Unlike Monoid, some abstractions (e.g. Monad) need to be parameterized by a type constructor. Int doesn't work any more. It needs to be "some type than can produce another type". Abstraction which is parameterized by a type constructor (that is, parameterized by a "first-order type") is a higher-kinded type. Here's an example:

trait Monad[M[_]] {
  def op[A, B](m: M[A], f: A => M[B]): M[B]
  def zero[A](a: A): M[A]
}

object ListMonad extends Monad[List] {
  def op[A, B](m: List[A], f: A => List[B]) = m.flatMap(f)
  def zero[A](a: A) = List[A](a)
}

val listMonad = ListMonad.zero(42)
val result = ListMonad.op(listMonad, (i: Int) => List(i - 1, i, i + 1))

// result = List(41, 42, 43)

So Monad is parameterized by a first-order type (a unary type constructor), which makes Monad itself a higher-kinded type.

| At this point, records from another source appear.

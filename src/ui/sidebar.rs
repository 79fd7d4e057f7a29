use ratatui::{
    layout::{Constraint, Direction, Layout, Rect},
    style::{Color, Modifier, Style},
    text::{Line, Span},
    widgets::{Block, Borders, List, ListItem, Paragraph},
    Frame,
};

use crate::app::{App, Focus};
use crate::constants::{LANGUAGES, TASKS};

pub fn draw_sidebar(f: &mut Frame, app: &App, area: Rect) {
    let chunks = Layout::default()
        .direction(Direction::Vertical)
        .constraints([
            Constraint::Length(TASKS.len() as u16 + 2),
            Constraint::Length(LANGUAGES.len() as u16 + 2),
            Constraint::Length(4),
            Constraint::Min(1),
        ])
        .split(area);

    draw_tasks(f, app, chunks[0]);
    draw_languages(f, app, chunks[1]);
    app.widget.mascot().render(f, chunks[2]);
    draw_logs(f, app, chunks[3]);
}

fn draw_tasks(f: &mut Frame, app: &App, area: Rect) {
    let focused = app.focus == Focus::Tasks;
    let items: Vec<ListItem> = TASKS
        .iter()
        .enumerate()
        .map(|(i, (tag, label))| {
            let active = app.widget.selected_task() == Some(*tag);
            let marker = if active { "● " } else { "○ " };
            let mut style = Style::default().fg(if active {
                Color::LightMagenta
            } else {
                Color::White
            });
            if focused && i == app.task_cursor {
                style = style.bg(Color::DarkGray).add_modifier(Modifier::BOLD);
            }
            ListItem::new(format!("{}{}", marker, label)).style(style)
        })
        .collect();

    let list = List::new(items).block(titled_block("Tasks", focused));
    f.render_widget(list, area);
}

fn draw_languages(f: &mut Frame, app: &App, area: Rect) {
    let focused = app.focus == Focus::Language;
    let items: Vec<ListItem> = LANGUAGES
        .iter()
        .enumerate()
        .map(|(i, (code, label))| {
            let active = app.widget.selected_lang() == Some(*code);
            let marker = if active { "● " } else { "○ " };
            let mut style = Style::default().fg(if active {
                Color::LightMagenta
            } else {
                Color::White
            });
            if focused && i == app.lang_cursor {
                style = style.bg(Color::DarkGray).add_modifier(Modifier::BOLD);
            }
            ListItem::new(format!("{}{}", marker, label)).style(style)
        })
        .collect();

    let list = List::new(items).block(titled_block("Language", focused));
    f.render_widget(list, area);
}

fn draw_logs(f: &mut Frame, app: &App, area: Rect) {
    let visible = area.height.saturating_sub(2) as usize;
    let log_lines: Vec<Line> = app
        .logs
        .entries
        .iter()
        .rev()
        .take(visible)
        .rev()
        .map(|entry| {
            Line::from(vec![
                Span::styled("• ", Style::default().fg(Color::DarkGray)),
                Span::raw(entry.as_str()),
            ])
        })
        .collect();

    let logs_para = Paragraph::new(log_lines)
        .style(Style::default().fg(Color::DarkGray))
        .block(titled_block("Activity", false));
    f.render_widget(logs_para, area);
}

fn titled_block(title: &str, focused: bool) -> Block<'_> {
    let border_color = if focused { Color::LightYellow } else { Color::DarkGray };
    Block::default()
        .borders(Borders::ALL)
        .title(title)
        .border_style(Style::default().fg(border_color))
}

Note how Monad doesn't really care about the "inner type" itself on the class level as it will be defined by the methods op and zero. You could also say trait Monad[M[A]] and "fix" the type A at the point of definition of class ListMonad (e.g. fix it to Int), but then you are losing flexibility (your ListMonad will then only be able to construct and flatMap a List[Int] and you would need a different class for, say, List[String]).

This is different than a Monoid which is not a higher-kinded type; it doesn't need a type constructor to produce a type. If it needed it, then you could never have a, say, Monoid[Int], because Int is not a type constructor.

Note also how I said that Monad needs a unary type constructor, meaning it takes only one type (unlike e.g. Map which takes two). Type constructors are often represented with asterisks and arrows:

• unary first-order type constructor is * -> * (it takes a single type and produces the final type, e.g. Set)
• binary first-order type constructor is * -> * -> * (a binary type constructor, takes two types to produce the final type, e.g. Map)
• unary higher-kinded type is (* -> *) -> * (takes a single unary type constructor to produce the final type, e.g. Monad)

etc.

So, first-order type takes a simple/concrete/proper type and produces the final type, while higher-kinded type goes one level above; it takes a first-order type to produce the final type.

EDIT:

Answering your question in "edit" part: OK I think I know what's confusing you. listMonoid is not a type, so it can't be a higher-kinded type. It's a method. Monad[List[Int]] is a fully resolved type. Monad[F[A]] is also fully resolved. However, Monad itself is a higher order type.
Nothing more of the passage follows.